`lim_(x to 0) (1 - cos x)/(x sqrt(x^(2))`

To solve the limit problem \( \lim_{x \to 0} \frac{1 - \cos x}{x \sqrt{x^2}} \), we can follow these steps: ### Step 1: Simplify the Expression We start with the limit: \[ \lim_{x \to 0} \frac{1 - \cos x}{x \sqrt{x^2}} \] The term \( \sqrt{x^2} \) can be simplified.

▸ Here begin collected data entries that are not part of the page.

use std::io::Cursor;
use std::sync::{Arc, Mutex};

use anyhow::{anyhow, Result};
use async_trait::async_trait;
use pk::basic_models::{Ingredient, MediaRef, Recipe, RecipeDraft};
use pk_server::book::{BookError, Deletion, DeletionState, DeletionStep, RecipeBook};
use pk_server::database::{Database, Document, DocumentStore};
use pk_server::media;
use pk_server::storage::{LocalStorage, ObjectStore};
use serde_json::Value;

fn png_bytes() -> Vec<u8> {
    let img = image::RgbImage::from_pixel(6, 6, image::Rgb([90, 160, 30]));
    let mut out = Cursor::new(vec![]);
    image::DynamicImage::ImageRgb8(img)
        .write_to(&mut out, image::ImageFormat::Png)
        .unwrap();
    out.into_inner()
}

fn draft(name: &str) -> RecipeDraft {
    RecipeDraft {
        name: name.into(),
        category: "Dessert".into(),
        area: "British".into(),
        instructions: "Mix and bake.".into(),
        ingredients: vec![
            Ingredient::new("Flour", "200g"),
            Ingredient::new("Egg", "2"),
        ],
        ..Default::default()
    }
}

/// Delegates to a database and remembers every deleted path
struct RecordingStore {
    inner: Database,
    deleted: Mutex<Vec<String>>,
}

#[async_trait]
impl DocumentStore for RecordingStore {
    async fn get(&self, path: &str) -> Result<Option<Value>> {
        self.inner.get(path).await
    }
    async fn set(&self, path: &str, body: &Value) -> Result<()> {
        self.inner.set(path, body).await
    }
    async fn delete(&self, path: &str) -> Result<bool> {
        self.deleted.lock().unwrap().push(path.to_string());
        self.inner.delete(path).await
    }
    async fn list(&self, collection_path: &str) -> Result<Vec<Document>> {
        self.inner.list(collection_path).await
    }
    async fn collection_group(&self, collection: &str) -> Result<Vec<Document>> {
        self.inner.collection_group(collection).await
    }
}

/// Local storage that can be told to fail uploads after a number of successes,
/// or to fail every delete
struct FlakyStorage {
    inner: LocalStorage,
    uploads_left: Mutex<Option<usize>>,
    deletes_fail: Mutex<bool>,
}

#[async_trait]
impl ObjectStore for FlakyStorage {
    async fn upload(&self, rel_path: &str, content: Vec<u8>, content_type: &str) -> Result<String> {
        if let Some(left) = self.uploads_left.lock().unwrap().as_mut() {
            if *left == 0 {
                return Err(anyhow!("bucket is full"));
            }
            *left -= 1;
        }
        self.inner.upload(rel_path, content, content_type).await
    }
    async fn list(&self, prefix: &str) -> Result<Vec<String>> {
        self.inner.list(prefix).await
    }
    async fn delete(&self, rel_path: &str) -> Result<()> {
        if *self.deletes_fail.lock().unwrap() {
            return Err(anyhow!("permission denied"));
        }
        self.inner.delete(rel_path).await
    }
}

struct Fixture {
    _dir: tempfile::TempDir,
    docs: Arc<RecordingStore>,
    storage: Arc<FlakyStorage>,
    book: RecipeBook,
}

async fn fixture() -> Fixture {
    let dir = tempfile::tempdir().unwrap();
    let docs = Arc::new(RecordingStore {
        inner: Database::connect_in_memory().await.unwrap(),
        deleted: Mutex::new(vec![]),
    });
    let storage = Arc::new(FlakyStorage {
        inner: LocalStorage::new(dir.path(), "http://media.test".into()),
        uploads_left: Mutex::new(None),
        deletes_fail: Mutex::new(false),
    });
    let book = RecipeBook::new(docs.clone(), storage.clone());
    Fixture {
        _dir: dir,
        docs,
        storage,
        book,
    }
}

#[tokio::test]
async fn add_recipe_uploads_media_and_stores_urls() {
    let f = fixture().await;
    let mut d = draft("Victoria Sponge");
    d.images = vec![
        MediaRef::url("http://elsewhere/cake.jpg"),
        MediaRef::bytes(Some("image/png".into()), png_bytes()),
    ];
    d.videos = vec![MediaRef::bytes(Some("video/webm".into()), vec![1, 2, 3])];

    let recipe = f.book.add_recipe("u1", d).await.unwrap();
    assert!(recipe.is_user_added());
    assert!(!recipe.has_pending_media());
    assert_eq!(recipe.images[0].as_url(), Some("http://elsewhere/cake.jpg"));
    let uploaded = recipe.images[1].as_url().unwrap();
    assert!(uploaded.starts_with("http://media.test/users/u1/recipes/"));
    assert!(uploaded.ends_with(".webp"));
    assert!(recipe.videos[0].as_url().unwrap().ends_with(".webm"));

    let stored = f.storage
        .list(&media::recipe_media_prefix("u1", recipe.id()))
        .await
        .unwrap();
    assert_eq!(stored.len(), 2);

    let mine = f.book.user_recipes("u1").await.unwrap();
    assert_eq!(mine, vec![recipe.clone()]);
    assert_eq!(f.book.community_recipes().await.unwrap(), vec![recipe]);
    assert!(f.book.user_recipes("u2").await.unwrap().is_empty());
}

#[tokio::test]
async fn invalid_drafts_and_media_are_rejected() {
    let f = fixture().await;
    assert!(matches!(
        f.book.add_recipe("u1", draft("  ")).await,
        Err(BookError::Invalid(_))
    ));

    let mut d = draft("Toast");
    d.images = vec![MediaRef::bytes(None, b"not an image".to_vec())];
    assert!(matches!(
        f.book.add_recipe("u1", d).await,
        Err(BookError::InvalidMedia(_))
    ));
    assert!(f.book.user_recipes("u1").await.unwrap().is_empty());
}

#[tokio::test]
async fn bad_media_is_caught_before_anything_is_uploaded() {
    let f = fixture().await;
    let mut d = draft("Bakewell Tart");
    d.images = vec![
        MediaRef::bytes(None, png_bytes()),
        MediaRef::bytes(None, b"not an image".to_vec()),
    ];
    assert!(matches!(
        f.book.add_recipe("u1", d).await,
        Err(BookError::InvalidMedia(_))
    ));
    assert!(f.storage.list("users/u1/").await.unwrap().is_empty());

    // An empty video after a good photo
    let mut d = draft("Bakewell Tart");
    d.images = vec![MediaRef::bytes(None, png_bytes())];
    d.videos = vec![MediaRef::bytes(Some("video/mp4".into()), vec![])];
    assert!(matches!(
        f.book.add_recipe("u1", d).await,
        Err(BookError::InvalidMedia(_))
    ));
    assert!(f.storage.list("users/u1/").await.unwrap().is_empty());

    let recipe = f.book.add_recipe("u1", draft("Bakewell Tart")).await.unwrap();
    let mut edit = draft("Bakewell Tart");
    edit.images = vec![
        MediaRef::bytes(None, png_bytes()),
        MediaRef::bytes(None, vec![0; 16]),
    ];
    assert!(matches!(
        f.book.update_recipe("u1", recipe.id(), edit).await,
        Err(BookError::InvalidMedia(_))
    ));
    assert!(f.storage.list("users/u1/").await.unwrap().is_empty());
}

#[tokio::test]
async fn signed_out_calls_are_refused() {
    let f = fixture().await;
    assert!(matches!(
        f.book.saved_recipes("").await,
        Err(BookError::NotAuthenticated)
    ));
    assert!(matches!(
        f.book.add_recipe(" ", draft("Soup")).await,
        Err(BookError::NotAuthenticated)
    ));
    assert!(matches!(
        f.book.delete_recipe("", "r1").await,
        Err(BookError::NotAuthenticated)
    ));
}

#[tokio::test]
async fn failed_upload_reports_what_was_stored() {
    let f = fixture().await;
    *f.storage.uploads_left.lock().unwrap() = Some(1);
    let mut d = draft("Scones");
    d.images = vec![
        MediaRef::bytes(None, png_bytes()),
        MediaRef::bytes(None, png_bytes()),
    ];
    match f.book.add_recipe("u1", d).await {
        Err(BookError::UploadFailed { uploaded, .. }) => {
            assert_eq!(uploaded.len(), 1);
            assert!(uploaded[0].starts_with("users/u1/recipes/"));
        }
        other => panic!("expected UploadFailed, got {other:?}"),
    }
    assert!(f.book.user_recipes("u1").await.unwrap().is_empty());
}

#[tokio::test]
async fn save_and_unsave() {
    let f = fixture().await;
    let external = Recipe::external("52772", draft("Teriyaki Chicken"));
    f.book.save_recipe("u1", &external).await.unwrap();
    f.book.save_recipe("u1", &external).await.unwrap();
    assert!(f.book.is_saved("u1", "52772").await.unwrap());
    assert_eq!(f.book.saved_recipes("u1").await.unwrap(), vec![external]);

    assert!(f.book.unsave_recipe("u1", "52772").await.unwrap());
    assert!(!f.book.unsave_recipe("u1", "52772").await.unwrap());
    assert!(f.book.saved_recipes("u1").await.unwrap().is_empty());

    let mut pending = Recipe::external("1", draft("Raw"));
    pending.images.push(MediaRef::bytes(None, vec![1]));
    assert!(matches!(
        f.book.save_recipe("u1", &pending).await,
        Err(BookError::InvalidMedia(_))
    ));
}

#[tokio::test]
async fn update_replaces_contents_and_saved_copy() {
    let f = fixture().await;
    let recipe = f.book.add_recipe("u1", draft("Pancakes")).await.unwrap();
    f.book.save_recipe("u1", &recipe).await.unwrap();

    let mut edit = draft("Fluffy Pancakes");
    edit.ingredients = vec![Ingredient::new("Milk", "300ml")];
    let updated = f
        .book
        .update_recipe("u1", recipe.id(), edit)
        .await
        .unwrap();
    assert_eq!(updated.id(), recipe.id());
    assert!(updated.is_user_added());
    assert_eq!(updated.ingredient_names(), vec!["Milk"]);

    assert_eq!(
        f.book.get_recipe("u1", recipe.id()).await.unwrap(),
        Some(updated.clone())
    );
    assert_eq!(f.book.saved_recipes("u1").await.unwrap(), vec![updated]);

    assert!(matches!(
        f.book.update_recipe("u2", recipe.id(), draft("Mine now")).await,
        Err(BookError::NotFound(_))
    ));
}

#[tokio::test]
async fn delete_removes_owned_media_and_every_saved_copy() {
    let f = fixture().await;
    let mut d = draft("Eton Mess");
    d.images = vec![MediaRef::bytes(None, png_bytes())];
    let recipe = f.book.add_recipe("u1", d).await.unwrap();
    f.book.save_recipe("u1", &recipe).await.unwrap();
    f.book.save_recipe("u2", &recipe).await.unwrap();

    let report = f.book.delete_recipe("u1", recipe.id()).await.unwrap();
    assert_eq!(report.media_deleted.len(), 1);
    assert_eq!(report.saved_removed.len(), 2);
    assert!(report.owned_removed);

    assert!(f.book.user_recipes("u1").await.unwrap().is_empty());
    assert!(f.book.saved_recipes("u1").await.unwrap().is_empty());
    assert!(f.book.saved_recipes("u2").await.unwrap().is_empty());
    assert!(f
        .storage
        .list(&media::recipe_media_prefix("u1", recipe.id()))
        .await
        .unwrap()
        .is_empty());
}

#[tokio::test]
async fn deleting_an_unsaved_recipe_never_touches_saved_lists() {
    let f = fixture().await;
    let recipe = f.book.add_recipe("u1", draft("Trifle")).await.unwrap();
    // An external bookmark that happens to share the identifier is not a copy
    let lookalike = Recipe::external(recipe.id(), draft("Other Trifle"));
    f.book.save_recipe("u2", &lookalike).await.unwrap();

    let report = f.book.delete_recipe("u1", recipe.id()).await.unwrap();
    assert!(report.saved_removed.is_empty());
    assert_eq!(
        *f.docs.deleted.lock().unwrap(),
        vec![format!("users/u1/recipes/{}", recipe.id())]
    );
    assert_eq!(f.book.saved_recipes("u2").await.unwrap(), vec![lookalike]);
}

#[tokio::test]
async fn deleting_a_missing_recipe_is_not_found() {
    let f = fixture().await;
    assert!(matches!(
        f.book.delete_recipe("u1", "nope").await,
        Err(BookError::NotFound(_))
    ));
    assert!(f.docs.deleted.lock().unwrap().is_empty());
}

#[tokio::test]
async fn failed_deletion_step_is_reported_and_can_be_retried() {
    let f = fixture().await;
    let mut d = draft("Crumble");
    d.images = vec![MediaRef::bytes(None, png_bytes())];
    let recipe = f.book.add_recipe("u1", d).await.unwrap();
    f.book.save_recipe("u1", &recipe).await.unwrap();

    *f.storage.deletes_fail.lock().unwrap() = true;
    match f.book.delete_recipe("u1", recipe.id()).await {
        Err(BookError::DeletionFailed { step, recipe_id, .. }) => {
            assert_eq!(step, DeletionStep::Media);
            assert_eq!(recipe_id, recipe.id());
        }
        other => panic!("expected DeletionFailed, got {other:?}"),
    }
    // Nothing after the failed step ran
    assert!(f.book.is_saved("u1", recipe.id()).await.unwrap());
    assert!(f.book.get_recipe("u1", recipe.id()).await.unwrap().is_some());

    let mut deletion = Deletion::new(&f.book, "u1", recipe.id());
    assert!(deletion.step().await.is_err());
    assert_eq!(deletion.state(), DeletionState::Pending);

    *f.storage.deletes_fail.lock().unwrap() = false;
    assert_eq!(deletion.step().await.unwrap(), DeletionState::MediaDeleted);
    assert_eq!(deletion.step().await.unwrap(), DeletionState::SavedRemoved);
    assert_eq!(deletion.step().await.unwrap(), DeletionState::Done);
    assert_eq!(deletion.step().await.unwrap(), DeletionState::Done);
    assert_eq!(deletion.report().saved_removed.len(), 1);
    assert!(deletion.report().owned_removed);
    assert!(f.book.get_recipe("u1", recipe.id()).await.unwrap().is_none());
}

Since \( \sqrt{x^2} = |x| \), we rewrite the expression: \[ \lim_{x \to 0} \frac{1 - \cos x}{x |x|} \] ### Step 2: Consider the Absolute Value Now, we need to consider the absolute value \( |x| \): - For \( x \to 0^+ \) (approaching from the right), \( |x| = x \). - For \( x \to 0^- \) (approaching from the left), \( |x| = -x \). ### Step 3: Calculate the Left-Hand Limit We first calculate the left-hand limit as \( x \to 0^- \): \[ \lim_{x \to 0^-} \frac{1 - \cos x}{x (-x)} = \lim_{x \to 0^-} \frac{1 - \cos x}{-x^2} \] Using the known limit \( \lim_{x \to 0} \frac{1 - \cos x}{x^2} = \frac{1}{2} \), we have: \[ \lim_{x \to 0^-} \frac{1 - \cos x}{-x^2} = -\frac{1}{2} \] ### Step 4: Calculate the Right-Hand Limit Now we calculate the right-hand limit as \( x \to 0^+ \): \[ \lim_{x \to 0^+} \frac{1 - \cos x}{x x} = \lim_{x \to 0^+} \frac{1 - \cos x}{x^2} \] Using the same known limit: \[ \lim_{x \to 0^+} \frac{1 - \cos x}{x^2} = \frac{1}{2} \] ### Step 5: Compare the Limits Now we compare the two limits: - Left-hand limit: \( -\frac{1}{2} \) - Right-hand limit: \( \frac{1}{2} \) Since the left-hand limit does not equal the right-hand limit, we conclude that: \[ \lim_{x \to 0} \frac{1 - \cos x}{x \sqrt{x^2}} \text{ does not exist.} \] ### Final Answer Thus, the limit does not exist.